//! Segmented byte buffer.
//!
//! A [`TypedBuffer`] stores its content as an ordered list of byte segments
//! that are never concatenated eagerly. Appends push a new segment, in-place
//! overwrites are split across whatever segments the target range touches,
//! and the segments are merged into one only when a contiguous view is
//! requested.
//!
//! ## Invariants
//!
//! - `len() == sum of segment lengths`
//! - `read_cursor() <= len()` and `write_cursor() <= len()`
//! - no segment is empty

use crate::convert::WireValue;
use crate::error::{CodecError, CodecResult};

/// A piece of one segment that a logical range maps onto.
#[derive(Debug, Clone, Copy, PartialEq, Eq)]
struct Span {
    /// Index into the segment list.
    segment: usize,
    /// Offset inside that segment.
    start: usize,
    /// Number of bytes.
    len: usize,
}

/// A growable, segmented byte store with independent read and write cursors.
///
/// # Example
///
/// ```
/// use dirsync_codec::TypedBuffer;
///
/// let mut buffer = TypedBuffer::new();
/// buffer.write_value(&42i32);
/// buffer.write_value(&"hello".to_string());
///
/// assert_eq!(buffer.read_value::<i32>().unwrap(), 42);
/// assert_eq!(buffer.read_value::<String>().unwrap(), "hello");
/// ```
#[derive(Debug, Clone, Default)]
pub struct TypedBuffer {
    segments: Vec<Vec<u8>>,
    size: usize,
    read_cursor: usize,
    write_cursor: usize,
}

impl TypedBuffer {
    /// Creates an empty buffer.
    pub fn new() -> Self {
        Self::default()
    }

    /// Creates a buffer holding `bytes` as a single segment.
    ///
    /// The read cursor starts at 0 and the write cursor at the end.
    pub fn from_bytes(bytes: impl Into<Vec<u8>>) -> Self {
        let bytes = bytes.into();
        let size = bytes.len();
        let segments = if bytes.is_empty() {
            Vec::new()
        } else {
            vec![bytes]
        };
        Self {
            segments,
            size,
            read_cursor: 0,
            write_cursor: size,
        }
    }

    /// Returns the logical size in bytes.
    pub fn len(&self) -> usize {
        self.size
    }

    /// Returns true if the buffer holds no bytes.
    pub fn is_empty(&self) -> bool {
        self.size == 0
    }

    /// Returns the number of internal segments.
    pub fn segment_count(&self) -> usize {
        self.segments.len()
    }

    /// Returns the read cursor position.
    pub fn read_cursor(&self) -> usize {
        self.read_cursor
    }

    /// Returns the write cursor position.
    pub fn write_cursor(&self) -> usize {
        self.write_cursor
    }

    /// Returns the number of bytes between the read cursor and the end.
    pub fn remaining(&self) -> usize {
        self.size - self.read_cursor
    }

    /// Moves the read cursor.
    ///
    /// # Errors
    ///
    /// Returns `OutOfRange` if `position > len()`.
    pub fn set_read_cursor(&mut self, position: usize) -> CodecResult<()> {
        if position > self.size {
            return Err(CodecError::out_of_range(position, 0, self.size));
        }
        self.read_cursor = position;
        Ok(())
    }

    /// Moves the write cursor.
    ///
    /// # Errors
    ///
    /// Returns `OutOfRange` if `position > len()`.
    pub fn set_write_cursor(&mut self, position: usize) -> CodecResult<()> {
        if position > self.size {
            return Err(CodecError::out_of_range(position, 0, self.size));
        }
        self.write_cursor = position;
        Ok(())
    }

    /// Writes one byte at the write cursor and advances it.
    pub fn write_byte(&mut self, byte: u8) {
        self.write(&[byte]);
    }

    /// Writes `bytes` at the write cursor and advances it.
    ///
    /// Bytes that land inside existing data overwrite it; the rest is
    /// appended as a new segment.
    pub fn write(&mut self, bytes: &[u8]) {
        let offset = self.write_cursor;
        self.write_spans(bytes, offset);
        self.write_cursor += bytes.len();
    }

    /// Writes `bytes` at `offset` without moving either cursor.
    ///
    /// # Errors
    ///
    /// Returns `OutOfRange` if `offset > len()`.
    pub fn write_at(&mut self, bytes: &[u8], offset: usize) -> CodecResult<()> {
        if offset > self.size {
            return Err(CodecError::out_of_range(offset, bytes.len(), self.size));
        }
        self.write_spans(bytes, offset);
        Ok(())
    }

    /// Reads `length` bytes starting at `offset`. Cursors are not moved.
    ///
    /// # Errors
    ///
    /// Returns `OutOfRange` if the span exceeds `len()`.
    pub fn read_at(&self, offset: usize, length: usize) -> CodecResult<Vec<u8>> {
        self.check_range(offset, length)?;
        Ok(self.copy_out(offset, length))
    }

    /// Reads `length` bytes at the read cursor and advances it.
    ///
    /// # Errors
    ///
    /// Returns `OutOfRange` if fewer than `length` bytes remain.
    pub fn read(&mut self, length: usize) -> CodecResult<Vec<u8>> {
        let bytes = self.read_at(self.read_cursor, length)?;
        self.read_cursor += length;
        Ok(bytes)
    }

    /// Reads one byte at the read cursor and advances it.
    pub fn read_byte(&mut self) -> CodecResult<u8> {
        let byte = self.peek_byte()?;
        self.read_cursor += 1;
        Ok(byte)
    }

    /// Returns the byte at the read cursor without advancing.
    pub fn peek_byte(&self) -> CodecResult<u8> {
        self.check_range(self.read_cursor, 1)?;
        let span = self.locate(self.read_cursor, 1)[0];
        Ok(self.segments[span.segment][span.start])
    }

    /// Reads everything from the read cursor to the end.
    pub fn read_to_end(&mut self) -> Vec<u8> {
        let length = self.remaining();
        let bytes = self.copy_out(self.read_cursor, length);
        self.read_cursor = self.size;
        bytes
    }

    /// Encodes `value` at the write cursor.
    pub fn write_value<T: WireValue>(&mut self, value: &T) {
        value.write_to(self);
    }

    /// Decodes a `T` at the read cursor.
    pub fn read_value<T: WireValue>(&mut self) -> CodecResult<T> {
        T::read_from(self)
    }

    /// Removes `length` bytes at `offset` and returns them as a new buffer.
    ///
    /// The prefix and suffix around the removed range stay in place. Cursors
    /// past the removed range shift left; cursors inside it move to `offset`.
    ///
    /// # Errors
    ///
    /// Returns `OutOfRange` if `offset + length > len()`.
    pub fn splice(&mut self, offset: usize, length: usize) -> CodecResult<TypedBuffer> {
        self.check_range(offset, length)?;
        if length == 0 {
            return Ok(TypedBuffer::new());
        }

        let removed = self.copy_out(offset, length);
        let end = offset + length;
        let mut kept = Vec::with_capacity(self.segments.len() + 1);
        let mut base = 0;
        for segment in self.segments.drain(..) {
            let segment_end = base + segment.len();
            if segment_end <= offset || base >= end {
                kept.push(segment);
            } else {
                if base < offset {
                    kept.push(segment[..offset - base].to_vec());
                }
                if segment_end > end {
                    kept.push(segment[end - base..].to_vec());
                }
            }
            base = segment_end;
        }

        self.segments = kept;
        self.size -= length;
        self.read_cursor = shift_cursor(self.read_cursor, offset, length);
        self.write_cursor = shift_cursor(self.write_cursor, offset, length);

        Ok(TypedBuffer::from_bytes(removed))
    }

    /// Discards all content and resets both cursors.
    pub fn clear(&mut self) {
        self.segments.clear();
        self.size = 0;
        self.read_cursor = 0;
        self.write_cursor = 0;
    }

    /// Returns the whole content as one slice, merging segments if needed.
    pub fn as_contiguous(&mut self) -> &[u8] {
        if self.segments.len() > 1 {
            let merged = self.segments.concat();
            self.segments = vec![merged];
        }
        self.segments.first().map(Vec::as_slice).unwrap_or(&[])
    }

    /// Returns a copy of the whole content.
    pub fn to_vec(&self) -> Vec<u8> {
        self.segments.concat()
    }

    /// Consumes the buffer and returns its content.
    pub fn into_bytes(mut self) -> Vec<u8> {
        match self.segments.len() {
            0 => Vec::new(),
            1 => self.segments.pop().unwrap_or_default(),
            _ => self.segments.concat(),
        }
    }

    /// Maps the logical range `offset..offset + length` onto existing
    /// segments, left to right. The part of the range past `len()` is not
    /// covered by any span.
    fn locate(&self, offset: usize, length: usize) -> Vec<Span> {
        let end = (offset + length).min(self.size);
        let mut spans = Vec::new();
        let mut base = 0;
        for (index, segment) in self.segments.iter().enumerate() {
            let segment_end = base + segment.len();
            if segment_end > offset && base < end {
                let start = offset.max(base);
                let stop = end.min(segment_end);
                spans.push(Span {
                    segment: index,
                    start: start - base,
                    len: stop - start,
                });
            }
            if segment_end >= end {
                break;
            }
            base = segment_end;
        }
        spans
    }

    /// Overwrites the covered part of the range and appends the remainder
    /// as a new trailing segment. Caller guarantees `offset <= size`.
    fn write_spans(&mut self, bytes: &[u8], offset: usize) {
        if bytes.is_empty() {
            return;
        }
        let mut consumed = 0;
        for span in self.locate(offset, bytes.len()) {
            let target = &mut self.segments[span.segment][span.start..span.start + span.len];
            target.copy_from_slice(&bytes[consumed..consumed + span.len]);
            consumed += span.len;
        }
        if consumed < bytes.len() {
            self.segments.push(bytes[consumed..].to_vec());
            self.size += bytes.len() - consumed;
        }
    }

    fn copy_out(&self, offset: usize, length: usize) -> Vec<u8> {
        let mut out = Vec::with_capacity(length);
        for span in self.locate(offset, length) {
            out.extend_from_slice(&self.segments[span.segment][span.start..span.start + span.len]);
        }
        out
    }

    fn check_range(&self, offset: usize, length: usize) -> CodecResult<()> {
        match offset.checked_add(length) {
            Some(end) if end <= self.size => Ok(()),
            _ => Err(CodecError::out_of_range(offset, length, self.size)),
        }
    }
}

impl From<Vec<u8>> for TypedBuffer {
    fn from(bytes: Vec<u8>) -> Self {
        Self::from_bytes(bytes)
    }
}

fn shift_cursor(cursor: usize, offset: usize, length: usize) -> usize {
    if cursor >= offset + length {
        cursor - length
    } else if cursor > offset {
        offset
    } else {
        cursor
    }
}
----
Description of the task
The string to find is "derive"; copy every line of the listing that has it.

Solution to the exercise
#[derive(Debug, Clone, Copy, PartialEq, Eq)]
#[derive(Debug, Clone, Default)]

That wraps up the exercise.